1959 British film by Max Varnel

The Child and the Killer (also known as The Man in the Shadows) is a 1959 British low-budget second-feature crime film directed by Max Varnel and starring Patricia Driscoll and Robert Arden. It was written by Brian Clemens and Eldon Howard and produced by the Danzigers.

==Plot==
Mather, a US Army officer, is on the run after committing murder.
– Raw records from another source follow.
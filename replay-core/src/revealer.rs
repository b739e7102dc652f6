//! Output revealer
//!
//! The backend replays the whole program on every call, so the transcript is
//! never appended to. Each call re-derives the visible prefix of the latest
//! full output:
//!
//! ```text
//! output:   "Enter a:\n1\nEnter b:\n"     (stdin = "1", one answered prompt)
//! lines:    ["Enter a:", "1", "Enter b:", ""]
//!             ^ answered     ^ first open prompt on a non-last line
//! reveal:   ["Enter a:", "1", "Enter b:"]  waiting = true
//! ```
//!
//! Prompt detection is a content heuristic. A program that prints the prompt
//! word outside an input context will be treated as waiting; the markers are
//! configurable for that reason.

use serde::{Deserialize, Serialize};

/// Substrings that classify output lines.
#[derive(Debug, Clone, PartialEq, Eq, Serialize, Deserialize)]
#[serde(default)]
pub struct MarkerSet {
    /// A line containing any of these is an input prompt
    pub prompt: Vec<String>,
    /// A line containing any of these ends the session as failed
    pub error: Vec<String>,
}

impl Default for MarkerSet {
    fn default() -> Self {
        Self {
            prompt: vec!["Enter".to_string()],
            error: vec!["error:".to_string()],
        }
    }
}

impl MarkerSet {
    pub fn is_prompt(&self, line: &str) -> bool {
        self.prompt.iter().any(|m| !m.is_empty() && line.contains(m.as_str()))
    }

    pub fn is_error(&self, line: &str) -> bool {
        self.error.iter().any(|m| !m.is_empty() && line.contains(m.as_str()))
    }
}

/// Result of revealing one output blob. Derived, never stored.
#[derive(Debug, Clone, PartialEq, Eq, Default)]
pub struct RevealDecision {
    /// The transcript to show, replacing whatever was shown before
    pub lines: Vec<String>,
    /// The program is blocked on an unanswered prompt
    pub now_waiting: bool,
    /// An error marker was found
    pub failed: bool,
}

/// Where the scan stopped.
#[derive(Debug, Clone, Copy, PartialEq, Eq)]
enum Boundary {
    End,
    Error,
    Prompt(usize),
}

#[derive(Debug, Clone, Default)]
pub struct Revealer {
    markers: MarkerSet,
}

impl Revealer {
    pub fn new(markers: MarkerSet) -> Self {
        Self { markers }
    }

    /// Reveal `output` for a session that already answered `answered` prompts.
    ///
    /// The first `answered` prompts are consumed by the replayed stdin and do
    /// not stop the scan. A prompt on the last line of the blob never counts:
    /// without a newline after it the program has not asked for anything yet.
    pub fn reveal(&self, output: &str, answered: usize) -> RevealDecision {
        let lines: Vec<&str> = output
            .split('\n')
            .map(|line| line.strip_suffix('\r').unwrap_or(line))
            .collect();
        let last = lines.len() - 1;

        let boundary = self.scan(&lines, last, answered);
        let (shown, now_waiting, failed) = match boundary {
            Boundary::End => (lines.len(), false, false),
            Boundary::Error => (lines.len(), false, true),
            Boundary::Prompt(index) => (index + 1, true, false),
        };

        RevealDecision {
            lines: lines[..shown]
                .iter()
                .filter(|line| !line.trim().is_empty())
                .map(|line| line.to_string())
                .collect(),
            now_waiting,
            failed,
        }
    }

    fn scan(&self, lines: &[&str], last: usize, answered: usize) -> Boundary {
        let mut skipped = 0;
        for (index, line) in lines.iter().enumerate() {
            if self.markers.is_error(line) {
                return Boundary::Error;
            }
            if index < last && self.markers.is_prompt(line) {
                if skipped < answered {
                    skipped += 1;
                    continue;
                }
                return Boundary::Prompt(index);
            }
        }
        Boundary::End
    }
}
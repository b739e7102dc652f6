//! Request handlers for API endpoints

use axum::{
    extract::{Path, State},
    http::StatusCode,
    Json,
};
use replay_core::Dispatch;
use uuid::Uuid;

use crate::models::*;
use crate::state::{AppState, SessionError};

type Reply<T> = (StatusCode, Json<ApiResponse<T>>);

fn failure<T>(err: SessionError) -> Reply<T> {
    (err.status(), Json(ApiResponse::error(err.to_api())))
}

fn settle(id: Uuid, dispatch: Dispatch) -> Reply<SessionView> {
    match dispatch {
        Dispatch::Applied(snapshot) => (
            StatusCode::OK,
            Json(ApiResponse::success(SessionView::new(id, snapshot))),
        ),
        Dispatch::Superseded => failure(SessionError::Superseded),
        Dispatch::Ignored(reason) => failure(SessionError::InputRejected(reason)),
    }
}

// ============================================================================
// Handler Functions
// ============================================================================

/// Create an idle console session
#[utoipa::path(
    post,
    path = "/api/sessions",
    tag = "sessions",
    responses(
        (status = 201, description = "Session created", body = SessionView),
        (status = 503, description = "Session limit reached", body = ApiError),
    ),
    security(("api_key" = []))
)]
pub async fn create_session_handler(State(state): State<AppState>) -> Reply<SessionView> {
    let (id, console) = match state.create().await {
        Ok(created) => created,
        Err(err) => {
            tracing::warn!(%err, "session refused");
            return failure(err);
        }
    };
    tracing::info!(%id, "session created");
    (
        StatusCode::CREATED,
        Json(ApiResponse::success(SessionView::new(id, console.snapshot().await))),
    )
}

/// Current console state of a session
#[utoipa::path(
    get,
    path = "/api/sessions/{id}",
    tag = "sessions",
    params(("id" = Uuid, Path, description = "Session id")),
    responses(
        (status = 200, description = "Session state", body = SessionView),
        (status = 404, description = "Unknown session", body = ApiError),
    ),
    security(("api_key" = []))
)]
pub async fn get_session_handler(
    State(state): State<AppState>,
    Path(id): Path<Uuid>,
) -> Reply<SessionView> {
    match state.get(id).await {
        Ok(console) => (
            StatusCode::OK,
            Json(ApiResponse::success(SessionView::new(id, console.snapshot().await))),
        ),
        Err(err) => failure(err),
    }
}

/// Drop a session and its transcript
#[utoipa::path(
    delete,
    path = "/api/sessions/{id}",
    tag = "sessions",
    params(("id" = Uuid, Path, description = "Session id")),
    responses(
        (status = 200, description = "Session removed"),
        (status = 404, description = "Unknown session", body = ApiError),
    ),
    security(("api_key" = []))
)]
pub async fn delete_session_handler(
    State(state): State<AppState>,
    Path(id): Path<Uuid>,
) -> Reply<()> {
    match state.remove(id).await {
        Ok(()) => {
            tracing::info!(%id, "session removed");
            (StatusCode::OK, Json(ApiResponse::success(())))
        }
        Err(err) => failure(err),
    }
}

/// Start a fresh run, discarding the session's previous transcript and input
#[utoipa::path(
    post,
    path = "/api/sessions/{id}/run",
    tag = "sessions",
    params(("id" = Uuid, Path, description = "Session id")),
    request_body = RunRequest,
    responses(
        (status = 200, description = "Run finished or is waiting for input", body = SessionView),
        (status = 404, description = "Unknown session", body = ApiError),
        (status = 409, description = "A newer run replaced this one", body = ApiError),
    ),
    security(("api_key" = []))
)]
pub async fn run_handler(
    State(state): State<AppState>,
    Path(id): Path<Uuid>,
    Json(req): Json<RunRequest>,
) -> Reply<SessionView> {
    let console = match state.get(id).await {
        Ok(console) => console,
        Err(err) => return failure(err),
    };
    tracing::info!(%id, language = %req.language, version = %req.version, "run requested");
    settle(id, console.start_session(req.into()).await)
}

/// Submit one line of input and re-run with the whole input history
#[utoipa::path(
    post,
    path = "/api/sessions/{id}/input",
    tag = "sessions",
    params(("id" = Uuid, Path, description = "Session id")),
    request_body = InputRequest,
    responses(
        (status = 200, description = "Input applied", body = SessionView),
        (status = 404, description = "Unknown session", body = ApiError),
        (status = 409, description = "The session is not waiting for input", body = ApiError),
    ),
    security(("api_key" = []))
)]
pub async fn input_handler(
    State(state): State<AppState>,
    Path(id): Path<Uuid>,
    Json(req): Json<InputRequest>,
) -> Reply<SessionView> {
    let console = match state.get(id).await {
        Ok(console) => console,
        Err(err) => return failure(err),
    };
    settle(id, console.submit_input(req.line).await)
}

/// Health check endpoint for monitoring
#[utoipa::path(
    get,
    path = "/health",
    tag = "health",
    responses(
        (status = 200, description = "Service is healthy", body = HealthCheck),
    )
)]
pub async fn health_handler(State(state): State<AppState>) -> Json<HealthCheck> {
    Json(HealthCheck {
        status: "healthy".to_string(),
        version: env!("CARGO_PKG_VERSION").to_string(),
        sessions: state.len().await,
    })
}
He invades the home of the widowed Peggy and orders her son Tommy at gunpoint to guide him through the backwaters of the English countryside to safety, but he fails to reckon with Joe, a U.S. Army captain, who is in love with Tommy's mother.

==Cast==
- Patricia Driscoll as Peggy
- Robert Arden as Joe
- Richard Williams as Tommy
- Ryck Rydon as Mather
- John McLaren as Major Finch
- Robert Raglan as Inspector
- Gary Thorne as Prior
- Gordon Sterne as Sergeant
- Frank Ellement as White

==Critical reception==
The Monthly Film Bulletin wrote: "Although this highly concentrated, small-budget thriller is weak in dialogue and over-generous in dramatic licence, it is convincingly enough acted, particularly by Richard Williams as the boy. When the search gets under way and dialogue is at a minimum, Max Varnel's direction becomes more forceful and the tension of the last scenes is quite effectively held."

TV Guide called it a "routine crime melodrama".

AllMovie thought the film had "elements in common with the much-later Kevin Costner vehicle A Perfect World [1993]".